Open itsdarrylnorris opened 4 years ago
I have had a similar experience but I don't think its an issue with this project, just the general unreliability of free proxy sources. The main benefit of this project is that you can collect thousands and thousands of proxies that might work and then like you said, check them for whether or not they work and end up with some that work.
If you keep a database that is updated with a cron job, you should have enough to be able to run some scraping projects with depending on their scale. The problem with scraping using proxies in general though is that often times they will get banned from the website you're trying to scrape quickly.
I have had a similar experience but I don't think its an issue with this project, just the general unreliability of free proxy sources.
I agreed, the project is great.
If you keep a database that is updated with a cron job, you should have enough to be able to run some scraping projects with depending on their scale.
My cron job was running every 2 hours, and I was just trying to scrape few pages few times every hour or so and that did not work well for me.
I was considering on making an API for free to get these IP addresses automatically, but if not reliable enough for me, it's not worth the effort. :(
Around 5% of the proxies are fine just test them and verify before using them
new proxy list: http://pzzqz.com
I have this project running a cron job every hour and collecting IP addresses and running test bases on those IP addresses. I mostly get timeouts and unreliable IP addresses.

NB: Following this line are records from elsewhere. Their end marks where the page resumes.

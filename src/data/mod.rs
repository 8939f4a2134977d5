//! Data layer: loading, reshaping, analysis and export of the RAIS tables.
//!
//! Architecture:
//! ```text
//!  data/*.xlsx
//!        │
//!        ▼
//!   ┌──────────┐
//!   │  loader   │  first sheet → strip rows → transpose → TimeTable
//!   └──────────┘
//!        │
//!        ▼
//!   ┌──────────┐
//!   │ registry  │  DatasetKey → file + labels → LabeledTable
//!   └──────────┘
//!        │
//!        ▼
//!   ┌──────────┐   ┌──────────┐   ┌──────────┐
//!   │  filter   │   │ analysis  │   │  export   │  read-only consumers
//!   └──────────┘   └──────────┘   └──────────┘
//! ```

pub mod analysis;
pub mod error;
pub mod export;
pub mod filter;
pub mod loader;
pub mod model;
pub mod registry;
pub mod sample;

pub use error::{DataError, Result};
pub use model::{DatasetKey, LabeledTable, TimeTable};
pub use registry::Registry;
use eframe::egui;

use crate::config::AppConfig;
use crate::state::AppState;
use crate::ui::panels;

// ---------------------------------------------------------------------------
// eframe App implementation
// ---------------------------------------------------------------------------

pub struct RaisDashboardApp {
    pub state: AppState,
}

impl RaisDashboardApp {
    pub fn new(config: AppConfig) -> Self {
        Self {
            state: AppState::new(config),
        }
    }
}

impl eframe::App for RaisDashboardApp {
    fn update(&mut self, ctx: &egui::Context, _frame: &mut eframe::Frame) {
        // Reads the files on the first frame only; later frames hit the cache.
        self.state.ensure_loaded();

        // ---- Top panel: menu bar ----
        egui::TopBottomPanel::top("top_bar").show(ctx, |ui| {
            panels::top_bar(ui, &mut self.state);
        });

        if self.state.current().is_none() {
            egui::CentralPanel::default().show(ctx, |ui| {
                panels::missing_data(ui, &mut self.state);
            });
            return;
        }

        // ---- Left side panel: filters ----
        egui::SidePanel::left("filter_panel")
            .default_width(240.0)
            .resizable(true)
            .show(ctx, |ui| {
                panels::side_panel(ui, &mut self.state);
            });

        // ---- Central panel: metrics, chart, table ----
        egui::CentralPanel::default().show(ctx, |ui| {
            panels::central_panel(ui, &mut self.state);
        });
    }
}
//! Font programs, glyph resolution and fallback.
//!
//! A [`FontSet`] holds a regular and an italic program plus an optional
//! fallback. Text is never assigned to a program by the markup: every
//! character is resolved here, first against the requested face, then against
//! the fallback, and finally replaced by `?`.
//!
//! Two kinds of program exist. TrueType files are embedded and addressed by
//! glyph id. Without a font directory the standard Helvetica pair is used,
//! which viewers supply themselves and which only covers WinAnsi.

use std::collections::HashMap;
use std::fs;
use std::path::Path;

use crate::{BroadsheetError, Result};

/// Regular program file name inside a font directory.
pub const REGULAR_FILE: &str = "MiloTE.ttf";
/// Italic program file name inside a font directory.
pub const ITALIC_FILE: &str = "MiloTE-inclined.ttf";
/// Optional fallback program file name inside a font directory.
pub const FALLBACK_FILE: &str = "fallback.ttf";

const REPLACEMENT: char = '?';

/// Face requested by the markup.
#[derive(Debug, Clone, Copy, PartialEq, Eq, Hash, Default)]
pub enum Face {
    #[default]
    Regular,
    Italic,
}

/// Program a glyph was resolved to.
#[derive(Debug, Clone, Copy, PartialEq, Eq, Hash, PartialOrd, Ord)]
pub enum FontSlot {
    Regular,
    Italic,
    Fallback,
}

impl FontSlot {
    /// Name of the font in the page resource dictionary.
    pub fn resource_name(self) -> &'static str {
        match self {
            FontSlot::Regular => "F1",
            FontSlot::Italic => "F2",
            FontSlot::Fallback => "F3",
        }
    }
}

/// A resolved character.
#[derive(Debug, Clone, Copy, PartialEq)]
pub struct Glyph {
    pub slot: FontSlot,
    /// WinAnsi byte for standard fonts, glyph id for TrueType programs.
    pub code: u16,
    /// Advance in thousandths of the font size.
    pub width: f32,
    /// Character the glyph draws; `?` when the input could not be encoded.
    pub ch: char,
}

/// One of the 14 standard PDF fonts, WinAnsi encoded.
#[derive(Debug, Clone)]
pub struct StandardFont {
    pub base_font: &'static str,
}

impl StandardFont {
    fn glyph(&self, ch: char) -> Option<(u16, f32)> {
        let code = win_ansi_code(ch)?;
        let width = HELVETICA_WIDTHS[usize::from(code) - 0x20];
        if width == 0 {
            return None;
        }
        Some((u16::from(code), f32::from(width)))
    }
}

/// An embeddable TrueType program.
#[derive(Debug, Clone)]
pub struct TrueTypeFont {
    /// PostScript name, used as `/BaseFont`.
    pub name: String,
    pub data: Vec<u8>,
    pub italic: bool,
    glyphs: HashMap<char, (u16, u16)>,
    units_per_em: u16,
    ascender: i16,
    descender: i16,
    cap_height: i16,
    bbox: [i16; 4],
}

impl TrueTypeFont {
    pub fn load(path: &Path, italic: bool) -> Result<Self> {
        let data = fs::read(path).map_err(|e| BroadsheetError::Font { path: path.to_path_buf(), reason: e.to_string() })?;
        let stem = path.file_stem().and_then(|s| s.to_str()).unwrap_or("Embedded");
        Self::from_bytes(data, stem, italic).map_err(|reason| BroadsheetError::Font { path: path.to_path_buf(), reason })
    }

    /// Parses a TrueType program. `fallback_name` is used when the font has no PostScript name.
    pub fn from_bytes(data: Vec<u8>, fallback_name: &str, italic: bool) -> std::result::Result<Self, String> {
        let face = ttf_parser::Face::parse(&data, 0).map_err(|e| e.to_string())?;

        let units_per_em = face.units_per_em();
        if units_per_em == 0 {
            return Err("font declares zero units per em".to_string());
        }

        let mut glyphs = HashMap::new();
        if let Some(cmap) = face.tables().cmap {
            for subtable in cmap.subtables {
                if !subtable.is_unicode() {
                    continue;
                }
                subtable.codepoints(|cp| {
                    if let Some(ch) = char::from_u32(cp)
                        && let Some(gid) = subtable.glyph_index(cp)
                    {
                        let advance = face.glyph_hor_advance(gid).unwrap_or(0);
                        glyphs.entry(ch).or_insert((gid.0, advance));
                    }
                });
            }
        }

        let name = face
            .names()
            .into_iter()
            .filter(|n| n.name_id == ttf_parser::name_id::POST_SCRIPT_NAME)
            .find_map(|n| n.to_string())
            .unwrap_or_else(|| fallback_name.to_string());

        let bbox = face.global_bounding_box();
        let ascender = face.ascender();
        let descender = face.descender();
        let cap_height = face.capital_height().unwrap_or(ascender);
        let bbox = [bbox.x_min, bbox.y_min, bbox.x_max, bbox.y_max];
        drop(face);

        Ok(Self {
            name: sanitize_font_name(&name),
            data,
            italic,
            glyphs,
            units_per_em,
            ascender,
            descender,
            cap_height,
            bbox,
        })
    }

    fn glyph(&self, ch: char) -> Option<(u16, f32)> {
        let (gid, advance) = *self.glyphs.get(&ch)?;
        if gid == 0 {
            return None;
        }
        Some((gid, self.scale(advance as i32)))
    }

    /// Font units to thousandths of an em.
    pub fn scale(&self, value: i32) -> f32 {
        value as f32 * 1000.0 / f32::from(self.units_per_em)
    }

    pub fn ascent(&self) -> f32 {
        self.scale(i32::from(self.ascender))
    }

    pub fn descent(&self) -> f32 {
        self.scale(i32::from(self.descender))
    }

    pub fn cap_height(&self) -> f32 {
        self.scale(i32::from(self.cap_height))
    }

    /// Bounding box in thousandths of an em: `[x_min, y_min, x_max, y_max]`.
    pub fn bbox(&self) -> [f32; 4] {
        self.bbox.map(|v| self.scale(i32::from(v)))
    }
}

/// A font program of either kind.
#[derive(Debug, Clone)]
pub enum FontProgram {
    Standard(StandardFont),
    TrueType(TrueTypeFont),
}

impl FontProgram {
    fn glyph(&self, ch: char) -> Option<(u16, f32)> {
        match self {
            FontProgram::Standard(font) => font.glyph(ch),
            FontProgram::TrueType(font) => font.glyph(ch),
        }
    }
}

/// Regular, italic and fallback programs used for one document.
#[derive(Debug, Clone)]
pub struct FontSet {
    regular: FontProgram,
    italic: FontProgram,
    fallback: Option<FontProgram>,
}

impl FontSet {
    /// Helvetica and Helvetica-Oblique, no fallback.
    pub fn standard() -> Self {
        Self {
            regular: FontProgram::Standard(StandardFont { base_font: "Helvetica" }),
            italic: FontProgram::Standard(StandardFont { base_font: "Helvetica-Oblique" }),
            fallback: None,
        }
    }

    /// Loads the TrueType programs of a font directory.
    ///
    /// # Errors
    ///
    /// Returns [`BroadsheetError::Font`] when the regular or italic program is
    /// missing or unreadable, or when a present fallback program is unreadable.
    pub fn load(dir: &Path) -> Result<Self> {
        let regular = TrueTypeFont::load(&dir.join(REGULAR_FILE), false)?;
        let italic = TrueTypeFont::load(&dir.join(ITALIC_FILE), true)?;

        let fallback_path = dir.join(FALLBACK_FILE);
        let fallback = if fallback_path.is_file() {
            Some(FontProgram::TrueType(TrueTypeFont::load(&fallback_path, false)?))
        } else {
            tracing::debug!("no fallback font in {}", dir.display());
            None
        };

        Ok(Self::from_programs(FontProgram::TrueType(regular), FontProgram::TrueType(italic), fallback))
    }

    pub fn from_programs(regular: FontProgram, italic: FontProgram, fallback: Option<FontProgram>) -> Self {
        Self { regular, italic, fallback }
    }

    pub fn program(&self, slot: FontSlot) -> Option<&FontProgram> {
        match slot {
            FontSlot::Regular => Some(&self.regular),
            FontSlot::Italic => Some(&self.italic),
            FontSlot::Fallback => self.fallback.as_ref(),
        }
    }

    /// Resolves a character: requested face, then fallback, then `?` in the requested face.
    pub fn resolve(&self, face: Face, ch: char) -> Glyph {
        let (slot, program) = match face {
            Face::Regular => (FontSlot::Regular, &self.regular),
            Face::Italic => (FontSlot::Italic, &self.italic),
        };

        if let Some((code, width)) = program.glyph(ch) {
            return Glyph { slot, code, width, ch };
        }
        if let Some(fallback) = &self.fallback
            && let Some((code, width)) = fallback.glyph(ch)
        {
            return Glyph { slot: FontSlot::Fallback, code, width, ch };
        }
        match program.glyph(REPLACEMENT) {
            Some((code, width)) => Glyph { slot, code, width, ch: REPLACEMENT },
            None => Glyph { slot, code: 0, width: 0.0, ch: REPLACEMENT },
        }
    }

    /// Width of `text` in points at `size`.
    pub fn measure(&self, face: Face, size: f32, text: &str) -> f32 {
        let units: f32 = text.chars().map(|ch| self.resolve(face, ch).width).sum();
        units * size / 1000.0
    }
}

fn sanitize_font_name(name: &str) -> String {
    let cleaned: String = name.chars().filter(|c| c.is_ascii_alphanumeric() || *c == '-' || *c == '_').collect();
    if cleaned.is_empty() { "Embedded".to_string() } else { cleaned }
}

/// Code points of WinAnsi bytes 0x80..=0x9F; `\0` marks unused bytes.
const WIN_ANSI_HIGH: [char; 32] = [
    '€', '\0', '‚', 'ƒ', '„', '…', '†', '‡', 'ˆ', '‰', 'Š', '‹', 'Œ', '\0', 'Ž', '\0',
    '\0', '‘', '’', '“', '”', '•', '–', '—', '˜', '™', 'š', '›', 'œ', '\0', 'ž', 'Ÿ',
];

fn win_ansi_code(ch: char) -> Option<u8> {
    let code = u32::from(ch);
    match code {
        0x20..=0x7E | 0xA0..=0xFF => u8::try_from(code).ok(),
        _ if ch == '\0' => None,
        _ => WIN_ANSI_HIGH.iter().position(|&c| c == ch).and_then(|i| u8::try_from(0x80 + i).ok()),
    }
}

/// Helvetica advances for WinAnsi bytes 0x20..=0xFF (Helvetica-Oblique shares them).
const HELVETICA_WIDTHS: [u16; 224] = [
    278, 278, 355, 556, 556, 889, 667, 191, 333, 333, 389, 584, 278, 333, 278, 278,
    556, 556, 556, 556, 556, 556, 556, 556, 556, 556, 278, 278, 584, 584, 584, 556,
    1015, 667, 667, 722, 722, 667, 611, 778, 722, 278, 500, 667, 556, 833, 722, 778,
    667, 778, 722, 667, 611, 722, 667, 944, 667, 667, 611, 278, 278, 278, 469, 556,
    333, 556, 556, 500, 556, 556, 278, 556, 556, 222, 222, 500, 222, 833, 556, 556,
    556, 556, 333, 500, 278, 556, 500, 722, 500, 500, 500, 334, 260, 334, 584, 0,
    556, 0, 222, 556, 333, 1000, 556, 556, 333, 1000, 667, 333, 1000, 0, 611, 0,
    0, 222, 222, 333, 333, 350, 556, 1000, 333, 1000, 500, 333, 944, 0, 500, 667,
    278, 333, 556, 556, 556, 556, 260, 556, 333, 737, 370, 556, 584, 333, 737, 333,
    400, 584, 333, 333, 333, 556, 537, 278, 333, 333, 365, 556, 834, 834, 834, 611,
    667, 667, 667, 667, 667, 667, 1000, 722, 667, 667, 667, 667, 278, 278, 278, 278,
    722, 722, 778, 778, 778, 778, 778, 584, 778, 722, 722, 722, 722, 667, 667, 611,
    556, 556, 556, 556, 556, 556, 889, 500, 556, 556, 556, 556, 278, 278, 278, 278,
    556, 556, 556, 556, 556, 556, 556, 584, 611, 556, 556, 556, 556, 500, 556, 500,
];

Even if I health checks them using node-fetch with a timeout and HTTP proxies, they are not reliable enough to be used for scrapping multiple times. I am running these tests using node-fetch, puppeteer, and I am still getting the same results.
Have anyone experienced this? I did not expect free proxies to be 100% reliable, but I think they are about 10% (best case) reliable from my testing using HTTPS requests.
Does anyone find reliable proxies from this project?